Data excerpts
#[cfg(test)]
mod tests {
    use super::*;
    use crate::api::fake::{FakeBackend, FakeConversationApi};

    fn settings(exts: &[&str]) -> FileUploadSettings {
        FileUploadSettings {
            enabled: true,
            allowed_file_types: vec!["image".into(), "document".into()],
            allowed_file_extensions: exts.iter().map(|e| e.to_string()).collect(),
            number_limits: Some(2),
        }
    }

    fn file(name: &str) -> FilePayload {
        FilePayload {
            name: name.into(),
            mime_type: None,
            bytes: vec![1, 2, 3],
        }
    }

    fn uploaded(id: &str) -> UploadedFile {
        UploadedFile {
            id: id.into(),
            name: String::new(),
            size: 0,
            extension: String::new(),
            mime_type: String::new(),
        }
    }

    #[test]
    fn test_extension_allow_list() {
        let s = settings(&[".PDF", ".PNG"]);
        assert!(check_allowed(&s, &file("report.pdf")).is_ok());
        assert!(check_allowed(&s, &file("photo.PNG")).is_ok());
        assert!(check_allowed(&s, &file("Makefile")).is_ok());
        let err = check_allowed(&s, &file("run.exe")).unwrap_err();
        assert!(err.to_string().contains("Unsupported type: exe"));
    }

    #[test]
    fn test_empty_allow_list_means_unrestricted() {
        assert!(check_allowed(&settings(&[]), &file("anything.xyz")).is_ok());
    }

    #[test]
    fn test_disabled_uploads_are_rejected() {
        let s = FileUploadSettings::default();
        assert!(check_allowed(&s, &file("a.pdf")).is_err());
    }

    #[test]
    fn test_file_kind_respects_allowed_types() {
        let allowed = vec!["image".to_string(), "document".to_string()];
        assert_eq!(FileKind::for_file("a.jpeg", &allowed), FileKind::Image);
        assert_eq!(FileKind::for_file("a.pdf", &allowed), FileKind::Document);
        assert_eq!(FileKind::for_file("a.mp3", &allowed), FileKind::Custom);
        assert_eq!(FileKind::for_file("noext", &allowed), FileKind::Custom);
        assert_eq!(FileKind::from_extension("mov"), FileKind::Video);
    }

    #[tokio::test(start_paused = true)]
    async fn test_progress_stops_at_99_until_upload_resolves() {
        let backend = FakeBackend::new();
        let gate = backend.gate("upload");
        let pipeline = Arc::new(UploadPipeline::new(
            Arc::new(FakeConversationApi::new(backend.clone())),
            Duration::from_millis(100),
        ));
        let (tx, rx) = watch::channel(0u8);

        let task = tokio::spawn({
            let pipeline = pipeline.clone();
            async move { pipeline.upload(&settings(&[]), file("a.pdf"), &tx).await }
        });

        tokio::time::sleep(Duration::from_millis(5_050)).await;
        assert_eq!(*rx.borrow(), 50);

        tokio::time::sleep(Duration::from_secs(60)).await;
        assert_eq!(*rx.borrow(), 99);

        gate.notify_one();
        let uploaded = task.await.unwrap().unwrap();
        assert_eq!(uploaded.id, "file-a.pdf");
        assert_eq!(*rx.borrow(), 100);
    }

    #[tokio::test(start_paused = true)]
    async fn test_failed_upload_never_reports_done() {
        let backend = FakeBackend::new();
        backend.fail("upload");
        let pipeline = UploadPipeline::new(
            Arc::new(FakeConversationApi::new(backend)),
            Duration::from_millis(100),
        );
        let (tx, rx) = watch::channel(0u8);

        assert!(pipeline.upload(&settings(&[]), file("a.pdf"), &tx).await.is_err());
        assert!(*rx.borrow() < 100);
    }

    #[tokio::test]
    async fn test_rejected_extension_skips_request() {
        let backend = FakeBackend::new();
        let pipeline = UploadPipeline::new(
            Arc::new(FakeConversationApi::new(backend.clone())),
            Duration::from_millis(100),
        );
        let (tx, _rx) = watch::channel(0u8);

        assert!(pipeline
            .upload(&settings(&[".PDF"]), file("a.exe"), &tx)
            .await
            .is_err());
        assert!(backend.calls().is_empty());
    }

    #[test]
    fn test_attachments_block_submission_while_uploading() {
        let mut attachments = Attachments::new(settings(&[]));
        let (uid, tx) = attachments.begin(&file("a.pdf")).unwrap();
        tx.send_replace(40);
        assert_eq!(attachments.items()[0].progress(), 40);

        let err = attachments.references().unwrap_err();
        assert!(err.to_string().contains("Upload not complete"));

        attachments.finish(uid, &Ok(uploaded("f-1")));
        let refs = attachments.references().unwrap();
        assert_eq!(
            refs,
            vec![FileReference {
                kind: FileKind::Document,
                transfer_method: "local_file".into(),
                upload_file_id: "f-1".into(),
            }]
        );
        let json = serde_json::to_value(&refs[0]).unwrap();
        assert_eq!(json["type"], "document");
    }

    #[test]
    fn test_attachment_limit_and_removal() {
        let mut attachments = Attachments::new(settings(&[]));
        let (first, _) = attachments.begin(&file("a.pdf")).unwrap();
        attachments.begin(&file("b.pdf")).unwrap();
        assert!(attachments.begin(&file("c.pdf")).is_err());

        assert!(attachments.remove(first));
        assert!(!attachments.remove(first));
        assert!(attachments.begin(&file("c.pdf")).is_ok());
    }

    #[test]
    fn test_failed_attachment_blocks_references() {
        let mut attachments = Attachments::new(settings(&[]));
        let (uid, _) = attachments.begin(&file("a.pdf")).unwrap();
        attachments.finish(uid, &Err(DifyChatError::Network("boom".into()).into()));
        assert!(attachments.is_complete());
        assert!(attachments.references().is_err());
        attachments.clear();
        assert!(attachments.references().unwrap().is_empty());
    }

    fn recorder(backend: &Arc<FakeBackend>, enabled: bool) -> SpeechRecorder {
        SpeechRecorder::new(
            Arc::new(FakeConversationApi::new(backend.clone())),
            &FeatureToggle { enabled },
            Notifier::silent(),
        )
    }

    #[tokio::test]
    async fn test_recorder_transcribes_captured_audio() {
        let backend = FakeBackend::new();
        backend.set_transcript("hello there");
        let rec = recorder(&backend, true);

        assert!(rec.start().unwrap());
        assert!(!rec.start().unwrap());
        rec.push_chunk(b"abc");
        rec.push_chunk(b"def");

        assert_eq!(rec.stop().await.as_deref(), Some("hello there"));
        assert_eq!(rec.state(), RecorderState::Idle);
        assert_eq!(backend.calls(), vec!["audio:6".to_string()]);
    }

    #[tokio::test]
    async fn test_recorder_no_ops() {
        let backend = FakeBackend::new();
        let rec = recorder(&backend, true);

        assert_eq!(rec.stop().await, None);
        rec.start().unwrap();
        assert_eq!(rec.stop().await, None);
        assert_eq!(rec.state(), RecorderState::Idle);
        assert!(backend.calls().is_empty());
    }

    #[tokio::test]
    async fn test_recorder_failure_returns_to_idle() {
        let backend = FakeBackend::new();
        backend.fail("audio");
        let rec = recorder(&backend, true);
        rec.start().unwrap();
        rec.push_chunk(b"abc");

        assert_eq!(rec.stop().await, None);
        assert_eq!(rec.state(), RecorderState::Idle);
    }

    #[test]
    fn test_recorder_requires_speech_to_text() {
        let rec = recorder(&FakeBackend::new(), false);
        assert!(rec.start().is_err());
    }
}
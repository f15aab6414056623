//! Typed records for apps, conversations and backend responses
//!
//! Every shape crossing the boundary (catalog JSON, imported debug apps,
//! backend responses) is parsed into one of these records; malformed
//! input is rejected here rather than trusted downstream.

use serde::{Deserialize, Serialize};

pub mod app;
pub mod conversation;

pub use app::{
    AppDescriptor, AppInfo, AppParameters, AppSiteSettings, CurrentApp, FeatureToggle,
    FileUploadSettings, RequestConfig,
};
pub use conversation::{ConversationId, ConversationSummary, RemoteConversation, TEMP_ID_PREFIX};

/// Response of the file upload endpoint
#[derive(Debug, Clone, PartialEq, Eq, Serialize, Deserialize)]
pub struct UploadedFile {
    /// Backend file id, referenced when sending a message
    pub id: String,
    /// Original file name
    #[serde(default)]
    pub name: String,
    /// Size in bytes
    #[serde(default)]
    pub size: u64,
    /// Extension as reported by the backend
    #[serde(default)]
    pub extension: String,
    /// MIME type as reported by the backend
    #[serde(default)]
    pub mime_type: String,
}

/// External link shown to internal user groups
#[derive(Debug, Clone, PartialEq, Eq, Serialize, Deserialize)]
pub struct ExternalLink {
    /// Label
    pub name: String,
    /// Target URL
    pub url: String,
}
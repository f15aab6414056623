//! Static JSON manifests served next to the client

use async_trait::async_trait;
use reqwest::Client;
use serde::de::DeserializeOwned;
use serde::Deserialize;

use super::catalog::parse_descriptors;
use super::http::build_client;
use super::ManifestSource;
use crate::error::{DifyChatError, Result};
use crate::models::{AppDescriptor, ExternalLink};

const LICENSE_MANIFEST: &str = "app_config.json";
const PASSCODE_MANIFEST: &str = "user_config.json";
const LINK_MANIFEST: &str = "link_config.json";

/// License manifests are an array or a map keyed by app id
#[derive(Debug, Deserialize)]
#[serde(untagged)]
enum LicenseBody {
    List(Vec<serde_json::Value>),
    Keyed(serde_json::Map<String, serde_json::Value>),
}

impl LicenseBody {
    fn into_entries(self) -> Vec<serde_json::Value> {
        match self {
            LicenseBody::List(entries) => entries,
            LicenseBody::Keyed(map) => map
                .into_iter()
                .map(|(id, mut entry)| {
                    if let Some(obj) = entry.as_object_mut() {
                        obj.entry("id").or_insert(serde_json::Value::String(id));
                    }
                    entry
                })
                .collect(),
        }
    }
}

/// Manifests fetched by relative path under one base URL
#[derive(Debug, Clone)]
pub struct HttpManifestSource {
    client: Client,
    base_url: String,
}

impl HttpManifestSource {
    /// Create a source rooted at `base_url`
    ///
    /// # Errors
    ///
    /// Returns error if HTTP client initialization fails
    pub fn new(base_url: impl Into<String>, timeout_seconds: u64) -> Result<Self> {
        Ok(Self {
            client: build_client(timeout_seconds)?,
            base_url: base_url.into(),
        })
    }

    async fn fetch<T: DeserializeOwned>(&self, name: &str) -> Result<T> {
        let url = format!("{}/{}", self.base_url.trim_end_matches('/'), name);
        let response = self
            .client
            .get(&url)
            .send()
            .await
            .map_err(|e| DifyChatError::Network(format!("Failed to fetch {}: {}", name, e)))?;
        if !response.status().is_success() {
            return Err(DifyChatError::Network(format!(
                "Failed to fetch {}: {}",
                name,
                response.status()
            ))
            .into());
        }
        let body = response
            .json::<T>()
            .await
            .map_err(|e| DifyChatError::Network(format!("Failed to parse {}: {}", name, e)))?;
        Ok(body)
    }
}

#[async_trait]
impl ManifestSource for HttpManifestSource {
    async fn license_manifest(&self) -> Result<Vec<AppDescriptor>> {
        let body: LicenseBody = self.fetch(LICENSE_MANIFEST).await?;
        Ok(parse_descriptors(body.into_entries()))
    }

    async fn passcode_manifest(&self) -> Result<Vec<(String, i64)>> {
        let body: serde_json::Map<String, serde_json::Value> =
            self.fetch(PASSCODE_MANIFEST).await?;
        Ok(parse_passcodes(body))
    }

    async fn links(&self) -> Result<Vec<ExternalLink>> {
        self.fetch(LINK_MANIFEST).await
    }
}

/// Group/passcode pairs in document order; non-integer codes are skipped
fn parse_passcodes(body: serde_json::Map<String, serde_json::Value>) -> Vec<(String, i64)> {
    body.into_iter()
        .filter_map(|(group, code)| match code.as_i64() {
            Some(code) => Some((group, code)),
            None => {
                tracing::warn!(group = %group, "Ignoring non-numeric passcode");
                None
            }
        })
        .collect()
}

● **What you should do**: A verbatim transcription is needed of the lines above, starting at the line with "keyed by app id" and ending at the line with "if let Some(obj)", both included, and of nothing else.

● **Expected answer**:
/// License manifests are an array or a map keyed by app id
#[derive(Debug, Deserialize)]
#[serde(untagged)]
enum LicenseBody {
    List(Vec<serde_json::Value>),
    Keyed(serde_json::Map<String, serde_json::Value>),
}

impl LicenseBody {
    fn into_entries(self) -> Vec<serde_json::Value> {
        match self {
            LicenseBody::List(entries) => entries,
            LicenseBody::Keyed(map) => map
                .into_iter()
                .map(|(id, mut entry)| {
                    if let Some(obj) = entry.as_object_mut() {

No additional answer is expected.